Filled with thought-provoking writings from Nichole, as well as guest writings from friends including Shauna Niequist and Jen Hatmaker, practical tips, and journaling space for reflection, Slow Down will be a poignant gift for any mom, as well as a treasured keepsake.

Take a few moments to reflect and celebrate the privilege of being a parent and getting to watch your little ones grow—and Slow Down.

Slow Down by Nichole Nordeman is a book based around her hit song Slow Down. If you want a good, ugly cry and you have small children, have grown-up children, want children, or you are pregnant, listen to this (just watched the linked video with Jimmie and cried my eyes out) song and then go buy this book. Slow Down, Embracing the Everyday Moments of Motherhood is a collection of stories about babies, toddlers, pre-teens, etc. It is about embracing the good and the bad because, trust me, it is not all good, but it isn’t all bad either.

I am all about books, songs, poems, movies, and articles that remind me to take a deep breath, live in the moment, and enjoy my child’s childhood, because in a blink of an eye, it will be over.

The other day a guy I work with told me that once your kids grow up, Christmas starts to loose it’s magic again. As a child, you believe in Santa. Then you grow up and realize he is make believe. But once you have children, the magic comes alive again. Remember, though, as quick as it returns, it will once again fade away.

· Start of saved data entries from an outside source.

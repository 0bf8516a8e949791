//! Toast queue backing the notification layer.
//!
//! DESIGN
//! ======
//! `ToastState` is a plain ordered queue kept in an `RwSignal`. The
//! [`ToastNotifier`] pushes notices into it and arms a timer that removes each
//! toast once its duration elapses; [`TimeoutScheduler`] defers a notice by a
//! fixed delay. Timers only exist in the browser: during SSR nothing is ever
//! notified, and the timer calls compile away.

#[cfg(test)]
#[path = "toasts_test.rs"]
mod toasts_test;

use std::time::Duration;

use leads::{Notice, Notifier, Scheduler};
use leptos::prelude::*;

/// Display duration for notices that do not carry their own.
pub const DEFAULT_DURATION: Duration = Duration::from_secs(4);

/// Number of toasts rendered at once; older ones wait underneath.
pub const MAX_VISIBLE: usize = 3;

#[derive(Clone, Debug, PartialEq, Eq)]
pub struct Toast {
    pub id: u64,
    pub notice: Notice,
}

#[derive(Clone, Debug, Default)]
pub struct ToastState {
    next_id: u64,
    toasts: Vec<Toast>,
}

impl ToastState {
    /// Append a notice and return its toast id.
    pub fn push(&mut self, notice: Notice) -> u64 {
        self.next_id += 1;
        let id = self.next_id;
        self.toasts.push(Toast { id, notice });
        id
    }

    /// Remove a toast. Returns `false` if it was already gone.
    pub fn dismiss(&mut self, id: u64) -> bool {
        let before = self.toasts.len();
        self.toasts.retain(|t| t.id != id);
        self.toasts.len() != before
    }

    #[must_use]
    pub fn len(&self) -> usize {
        self.toasts.len()
    }

    #[must_use]
    pub fn is_empty(&self) -> bool {
        self.toasts.is_empty()
    }

    /// Newest toasts, oldest first, capped at [`MAX_VISIBLE`].
    #[must_use]
    pub fn visible(&self) -> Vec<Toast> {
        let skip = self.toasts.len().saturating_sub(MAX_VISIBLE);
        self.toasts[skip..].to_vec()
    }
}

/// How long a notice stays on screen.
#[must_use]
pub fn display_duration(notice: &Notice) -> Duration {
    notice.options.duration.unwrap_or(DEFAULT_DURATION)
}

/// [`Notifier`] that shows notices as toasts.
#[derive(Clone, Copy)]
pub struct ToastNotifier {
    toasts: RwSignal<ToastState>,
}

impl ToastNotifier {
    #[must_use]
    pub fn new(toasts: RwSignal<ToastState>) -> Self {
        Self { toasts }
    }
}

impl Notifier for ToastNotifier {
    fn notify(&self, notice: Notice) {
        let duration = display_duration(&notice);
        log::debug!("toast [{}] {}", notice.level.as_str(), notice.text());
        let Some(id) = self.toasts.try_update(|t| t.push(notice)) else {
            return;
        };
        let toasts = self.toasts;
        after(duration, move || {
            toasts.try_update(|t| t.dismiss(id));
        });
    }
}

/// [`Scheduler`] that shows a notice through the toaster after a delay.
#[derive(Clone, Copy)]
pub struct TimeoutScheduler {
    notifier: ToastNotifier,
}

impl TimeoutScheduler {
    #[must_use]
    pub fn new(notifier: ToastNotifier) -> Self {
        Self { notifier }
    }
}

impl Scheduler for TimeoutScheduler {
    fn schedule(&self, delay: Duration, notice: Notice) {
        let notifier = self.notifier;
        after(delay, move || notifier.notify(notice));
    }
}

/// Run `f` once after `delay` on the browser event loop.
fn after(delay: Duration, f: impl FnOnce() + 'static) {
    #[cfg(feature = "hydrate")]
    {
        let millis = u32::try_from(delay.as_millis()).unwrap_or(u32::MAX);
        gloo_timers::callback::Timeout::new(millis, f).forget();
    }
    #[cfg(not(feature = "hydrate"))]
    {
        let _ = (delay, f);
    }
}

Just this morning, I had to remind myself to slow down. Jimmie asked me to sit with him while he watched his morning TV show and drank his milk, something he has done since he started drinking out of a straw cup just as he turned one. I told him I had to go do a few things but I would sit with him in a bit. Finally I said to myself, sitting with him is way more important than doing my “stuff.” So we snuggled and I tried to remember his baby smell, it is all gone now, and told myself one day he would be too big to snuggle. One day, he will be too old to want to sit with me. Until then, my stuff can wait, I will continue to tell myself to slow down.

Not only is this book a collection of lovely life stories about having children, it also has space for you to write in and reflect on your journey through motherhood.

Thank you Nichole Nordman for a wonderful song and a wonderful book.

Slow down 
Won’t you stay here a minute more 
I know you want to walk through the door 
But it’s all too fast 
Let’s make it last a little while 
I pointed to the sky and now you wanna fly 
I am your biggest fan 
I hope you know I am 
But do you think you can somehow 
Slow down – Nichole Nordeman

I was given this book in exchange of an honest review.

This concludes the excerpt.